__What needs to be done__
After locating the line that contains "aktuellen Segments bestimmen." in the data below, set down exactly that line and each one after it through the line that contains "const WALK_BUDGET_FACTOR: usize = 4;", and nothing more.
**** Source data
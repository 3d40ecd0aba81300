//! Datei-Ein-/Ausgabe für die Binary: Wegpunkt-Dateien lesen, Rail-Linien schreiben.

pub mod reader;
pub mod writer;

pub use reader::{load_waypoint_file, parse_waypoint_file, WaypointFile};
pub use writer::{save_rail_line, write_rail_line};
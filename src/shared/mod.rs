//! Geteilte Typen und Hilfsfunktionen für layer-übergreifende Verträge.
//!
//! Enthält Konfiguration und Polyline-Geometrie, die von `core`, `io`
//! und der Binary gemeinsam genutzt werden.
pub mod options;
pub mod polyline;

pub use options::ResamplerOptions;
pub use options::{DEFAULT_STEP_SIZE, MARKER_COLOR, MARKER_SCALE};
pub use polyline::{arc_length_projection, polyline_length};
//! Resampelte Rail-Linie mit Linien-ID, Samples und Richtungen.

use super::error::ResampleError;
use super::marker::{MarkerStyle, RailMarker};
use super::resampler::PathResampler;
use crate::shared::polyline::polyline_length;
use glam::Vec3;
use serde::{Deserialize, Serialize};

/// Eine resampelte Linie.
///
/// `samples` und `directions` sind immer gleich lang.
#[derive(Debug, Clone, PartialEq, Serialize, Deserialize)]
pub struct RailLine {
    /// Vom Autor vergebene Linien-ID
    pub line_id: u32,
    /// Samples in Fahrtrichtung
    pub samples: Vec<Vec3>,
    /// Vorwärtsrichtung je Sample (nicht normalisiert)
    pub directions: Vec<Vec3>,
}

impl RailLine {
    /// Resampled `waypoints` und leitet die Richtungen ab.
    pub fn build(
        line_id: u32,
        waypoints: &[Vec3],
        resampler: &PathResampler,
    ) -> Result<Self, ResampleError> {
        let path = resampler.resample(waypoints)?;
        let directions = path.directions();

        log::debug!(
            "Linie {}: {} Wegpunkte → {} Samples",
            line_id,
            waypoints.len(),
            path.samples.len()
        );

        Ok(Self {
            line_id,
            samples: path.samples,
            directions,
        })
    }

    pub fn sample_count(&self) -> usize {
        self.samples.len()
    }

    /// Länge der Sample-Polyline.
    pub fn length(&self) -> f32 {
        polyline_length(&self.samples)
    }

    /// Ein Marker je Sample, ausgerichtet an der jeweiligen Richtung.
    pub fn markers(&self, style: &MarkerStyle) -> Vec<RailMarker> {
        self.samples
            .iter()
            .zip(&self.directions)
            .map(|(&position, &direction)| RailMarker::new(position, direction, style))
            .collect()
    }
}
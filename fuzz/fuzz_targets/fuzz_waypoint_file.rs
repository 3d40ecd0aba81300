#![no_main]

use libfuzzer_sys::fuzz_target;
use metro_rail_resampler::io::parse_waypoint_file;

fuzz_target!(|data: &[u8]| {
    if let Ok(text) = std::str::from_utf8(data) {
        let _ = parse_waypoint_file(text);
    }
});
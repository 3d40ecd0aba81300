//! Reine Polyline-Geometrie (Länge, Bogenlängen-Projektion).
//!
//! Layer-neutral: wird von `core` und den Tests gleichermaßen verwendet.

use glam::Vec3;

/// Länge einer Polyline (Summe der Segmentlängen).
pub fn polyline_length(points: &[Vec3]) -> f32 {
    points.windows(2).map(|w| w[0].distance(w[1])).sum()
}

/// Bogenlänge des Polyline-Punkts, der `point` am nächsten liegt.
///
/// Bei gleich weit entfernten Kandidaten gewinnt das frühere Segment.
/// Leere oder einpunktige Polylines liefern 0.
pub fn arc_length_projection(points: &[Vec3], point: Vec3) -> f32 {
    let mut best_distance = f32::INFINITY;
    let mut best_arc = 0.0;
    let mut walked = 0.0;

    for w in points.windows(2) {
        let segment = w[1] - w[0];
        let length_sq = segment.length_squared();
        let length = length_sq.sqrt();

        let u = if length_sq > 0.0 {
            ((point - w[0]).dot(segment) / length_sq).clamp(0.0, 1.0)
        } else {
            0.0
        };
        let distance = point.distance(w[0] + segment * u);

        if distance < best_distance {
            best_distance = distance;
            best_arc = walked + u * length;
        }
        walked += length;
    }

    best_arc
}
********
**** Source data
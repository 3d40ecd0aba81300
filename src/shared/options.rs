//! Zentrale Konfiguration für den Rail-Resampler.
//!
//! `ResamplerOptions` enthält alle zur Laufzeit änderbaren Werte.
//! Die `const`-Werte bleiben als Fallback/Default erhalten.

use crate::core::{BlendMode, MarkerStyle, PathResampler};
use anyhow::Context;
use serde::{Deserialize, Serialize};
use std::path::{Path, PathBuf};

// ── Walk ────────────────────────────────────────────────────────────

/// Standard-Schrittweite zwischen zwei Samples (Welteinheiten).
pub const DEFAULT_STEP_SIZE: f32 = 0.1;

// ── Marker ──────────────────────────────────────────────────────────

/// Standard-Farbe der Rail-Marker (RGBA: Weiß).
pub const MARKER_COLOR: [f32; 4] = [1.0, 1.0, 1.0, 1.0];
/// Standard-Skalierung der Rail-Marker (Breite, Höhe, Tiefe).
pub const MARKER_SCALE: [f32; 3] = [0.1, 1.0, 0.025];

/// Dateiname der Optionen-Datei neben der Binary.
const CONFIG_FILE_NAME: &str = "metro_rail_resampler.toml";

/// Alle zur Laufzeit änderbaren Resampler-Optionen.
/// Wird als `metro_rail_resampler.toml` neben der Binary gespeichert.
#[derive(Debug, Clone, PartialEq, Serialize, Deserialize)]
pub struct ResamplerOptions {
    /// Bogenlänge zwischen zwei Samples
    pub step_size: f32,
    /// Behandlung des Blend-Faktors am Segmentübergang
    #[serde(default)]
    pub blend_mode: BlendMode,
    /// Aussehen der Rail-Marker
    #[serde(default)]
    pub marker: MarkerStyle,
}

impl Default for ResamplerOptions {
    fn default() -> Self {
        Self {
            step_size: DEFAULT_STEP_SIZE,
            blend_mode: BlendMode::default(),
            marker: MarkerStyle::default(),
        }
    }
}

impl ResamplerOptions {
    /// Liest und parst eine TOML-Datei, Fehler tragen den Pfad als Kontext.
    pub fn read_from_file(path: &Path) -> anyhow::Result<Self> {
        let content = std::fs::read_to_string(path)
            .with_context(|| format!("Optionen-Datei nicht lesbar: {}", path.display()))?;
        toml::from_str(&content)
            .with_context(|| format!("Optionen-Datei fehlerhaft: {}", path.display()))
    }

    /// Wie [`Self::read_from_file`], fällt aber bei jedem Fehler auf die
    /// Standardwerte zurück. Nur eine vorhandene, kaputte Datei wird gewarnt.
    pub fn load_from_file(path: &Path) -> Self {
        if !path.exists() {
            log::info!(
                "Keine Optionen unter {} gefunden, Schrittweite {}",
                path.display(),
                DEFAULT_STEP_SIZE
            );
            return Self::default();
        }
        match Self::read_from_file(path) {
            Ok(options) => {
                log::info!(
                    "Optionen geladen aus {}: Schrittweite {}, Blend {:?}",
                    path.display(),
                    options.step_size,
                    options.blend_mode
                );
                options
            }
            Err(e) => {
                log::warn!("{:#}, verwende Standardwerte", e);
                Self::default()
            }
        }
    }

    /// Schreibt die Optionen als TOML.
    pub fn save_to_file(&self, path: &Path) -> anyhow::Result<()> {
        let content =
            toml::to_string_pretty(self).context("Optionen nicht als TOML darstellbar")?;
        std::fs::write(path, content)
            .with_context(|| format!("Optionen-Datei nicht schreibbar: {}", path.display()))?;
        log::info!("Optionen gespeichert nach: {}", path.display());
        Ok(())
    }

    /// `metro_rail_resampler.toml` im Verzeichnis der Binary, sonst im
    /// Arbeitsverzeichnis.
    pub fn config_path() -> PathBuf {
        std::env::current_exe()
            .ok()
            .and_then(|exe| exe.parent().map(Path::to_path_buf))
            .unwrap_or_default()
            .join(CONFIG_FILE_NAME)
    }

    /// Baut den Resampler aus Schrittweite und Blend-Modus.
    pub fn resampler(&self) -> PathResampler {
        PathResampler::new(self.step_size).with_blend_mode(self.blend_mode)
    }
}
********
**** Source data
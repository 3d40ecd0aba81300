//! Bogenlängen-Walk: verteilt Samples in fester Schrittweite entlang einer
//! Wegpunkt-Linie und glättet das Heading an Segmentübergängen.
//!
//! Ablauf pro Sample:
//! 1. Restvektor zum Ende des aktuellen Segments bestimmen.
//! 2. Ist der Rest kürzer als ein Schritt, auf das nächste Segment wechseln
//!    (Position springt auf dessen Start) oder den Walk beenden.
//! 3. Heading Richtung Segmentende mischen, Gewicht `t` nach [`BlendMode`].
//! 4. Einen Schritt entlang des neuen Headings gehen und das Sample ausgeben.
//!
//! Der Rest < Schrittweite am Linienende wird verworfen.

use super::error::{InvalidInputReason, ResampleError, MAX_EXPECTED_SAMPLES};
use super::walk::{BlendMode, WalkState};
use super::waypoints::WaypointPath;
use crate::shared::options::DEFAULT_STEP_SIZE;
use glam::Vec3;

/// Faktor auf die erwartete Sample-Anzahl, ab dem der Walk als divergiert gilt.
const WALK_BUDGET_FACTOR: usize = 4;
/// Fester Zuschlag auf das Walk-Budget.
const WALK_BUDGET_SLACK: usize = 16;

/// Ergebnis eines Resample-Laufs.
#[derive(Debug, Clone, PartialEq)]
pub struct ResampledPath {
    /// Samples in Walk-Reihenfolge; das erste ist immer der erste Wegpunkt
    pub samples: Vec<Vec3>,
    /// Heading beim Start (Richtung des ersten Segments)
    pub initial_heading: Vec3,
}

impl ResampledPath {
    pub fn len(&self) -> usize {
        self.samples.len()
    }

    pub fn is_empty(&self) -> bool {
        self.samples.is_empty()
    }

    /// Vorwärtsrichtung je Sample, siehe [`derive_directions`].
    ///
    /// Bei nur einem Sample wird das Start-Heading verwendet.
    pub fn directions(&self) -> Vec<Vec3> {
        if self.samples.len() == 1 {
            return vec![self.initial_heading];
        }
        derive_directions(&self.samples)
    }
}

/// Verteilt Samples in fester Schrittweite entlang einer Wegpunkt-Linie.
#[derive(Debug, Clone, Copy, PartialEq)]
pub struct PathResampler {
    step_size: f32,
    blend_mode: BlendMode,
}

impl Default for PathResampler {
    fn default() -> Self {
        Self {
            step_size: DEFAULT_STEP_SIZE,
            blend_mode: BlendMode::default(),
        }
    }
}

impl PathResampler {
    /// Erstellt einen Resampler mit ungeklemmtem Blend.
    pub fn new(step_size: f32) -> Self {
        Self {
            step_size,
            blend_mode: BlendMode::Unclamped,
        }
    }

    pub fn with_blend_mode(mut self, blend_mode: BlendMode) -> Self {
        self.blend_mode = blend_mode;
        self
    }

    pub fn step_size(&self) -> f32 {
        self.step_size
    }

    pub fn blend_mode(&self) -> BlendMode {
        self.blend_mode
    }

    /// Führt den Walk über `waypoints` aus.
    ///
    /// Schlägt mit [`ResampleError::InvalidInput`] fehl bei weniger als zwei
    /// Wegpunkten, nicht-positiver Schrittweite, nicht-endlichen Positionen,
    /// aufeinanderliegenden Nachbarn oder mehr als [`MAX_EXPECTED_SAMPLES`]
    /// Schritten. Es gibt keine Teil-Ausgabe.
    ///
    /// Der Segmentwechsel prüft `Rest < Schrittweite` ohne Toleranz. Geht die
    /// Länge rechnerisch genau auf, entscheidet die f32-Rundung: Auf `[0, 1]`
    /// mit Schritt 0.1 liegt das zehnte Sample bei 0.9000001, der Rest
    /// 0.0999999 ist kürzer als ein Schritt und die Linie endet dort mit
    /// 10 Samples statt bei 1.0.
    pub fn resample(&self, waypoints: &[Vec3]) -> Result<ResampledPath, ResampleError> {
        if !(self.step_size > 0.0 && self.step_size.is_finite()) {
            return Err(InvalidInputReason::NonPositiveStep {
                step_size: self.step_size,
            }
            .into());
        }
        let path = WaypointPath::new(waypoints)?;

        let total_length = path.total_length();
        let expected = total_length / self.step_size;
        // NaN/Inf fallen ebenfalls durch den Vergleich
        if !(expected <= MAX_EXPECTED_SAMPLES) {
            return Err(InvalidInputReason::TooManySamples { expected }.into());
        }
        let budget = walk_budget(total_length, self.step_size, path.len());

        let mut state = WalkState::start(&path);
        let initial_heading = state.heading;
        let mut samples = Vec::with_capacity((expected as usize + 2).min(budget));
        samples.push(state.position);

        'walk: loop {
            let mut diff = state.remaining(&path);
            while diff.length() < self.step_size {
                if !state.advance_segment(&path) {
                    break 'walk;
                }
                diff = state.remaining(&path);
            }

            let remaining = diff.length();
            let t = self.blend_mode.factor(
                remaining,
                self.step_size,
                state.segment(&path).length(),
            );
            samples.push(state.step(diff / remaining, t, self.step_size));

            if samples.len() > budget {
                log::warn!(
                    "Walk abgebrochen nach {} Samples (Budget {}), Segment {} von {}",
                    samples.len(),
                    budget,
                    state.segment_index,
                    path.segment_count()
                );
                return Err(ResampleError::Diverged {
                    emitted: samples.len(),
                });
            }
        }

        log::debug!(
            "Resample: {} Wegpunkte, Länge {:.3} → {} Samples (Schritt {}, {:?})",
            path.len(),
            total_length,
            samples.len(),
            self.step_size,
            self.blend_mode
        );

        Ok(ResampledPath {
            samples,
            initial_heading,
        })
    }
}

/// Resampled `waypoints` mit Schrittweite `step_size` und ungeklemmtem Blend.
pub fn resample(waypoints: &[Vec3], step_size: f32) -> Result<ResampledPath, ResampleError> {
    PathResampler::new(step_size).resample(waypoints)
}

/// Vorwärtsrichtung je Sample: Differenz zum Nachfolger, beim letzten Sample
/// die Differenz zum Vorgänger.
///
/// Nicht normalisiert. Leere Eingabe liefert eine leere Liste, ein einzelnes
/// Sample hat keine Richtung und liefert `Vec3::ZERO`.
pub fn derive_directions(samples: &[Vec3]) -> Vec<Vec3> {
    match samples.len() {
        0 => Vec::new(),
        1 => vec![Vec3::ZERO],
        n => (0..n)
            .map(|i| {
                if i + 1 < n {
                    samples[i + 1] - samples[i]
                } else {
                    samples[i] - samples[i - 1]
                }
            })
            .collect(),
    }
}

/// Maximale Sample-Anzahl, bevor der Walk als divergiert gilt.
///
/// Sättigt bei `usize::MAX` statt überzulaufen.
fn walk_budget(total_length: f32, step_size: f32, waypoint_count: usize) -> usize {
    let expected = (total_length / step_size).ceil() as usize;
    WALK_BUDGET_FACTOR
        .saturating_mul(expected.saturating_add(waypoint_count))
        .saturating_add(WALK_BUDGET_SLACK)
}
********
__Finished task__
//! 1. Restvektor zum Ende des aktuellen Segments bestimmen.
//! 2. Ist der Rest kürzer als ein Schritt, auf das nächste Segment wechseln
//!    (Position springt auf dessen Start) oder den Walk beenden.
//! 3. Heading Richtung Segmentende mischen, Gewicht `t` nach [`BlendMode`].
//! 4. Einen Schritt entlang des neuen Headings gehen und das Sample ausgeben.
//!
//! Der Rest < Schrittweite am Linienende wird verworfen.

use super::error::{InvalidInputReason, ResampleError, MAX_EXPECTED_SAMPLES};
use super::walk::{BlendMode, WalkState};
use super::waypoints::WaypointPath;
use crate::shared::options::DEFAULT_STEP_SIZE;
use glam::Vec3;

/// Faktor auf die erwartete Sample-Anzahl, ab dem der Walk als divergiert gilt.
const WALK_BUDGET_FACTOR: usize = 4;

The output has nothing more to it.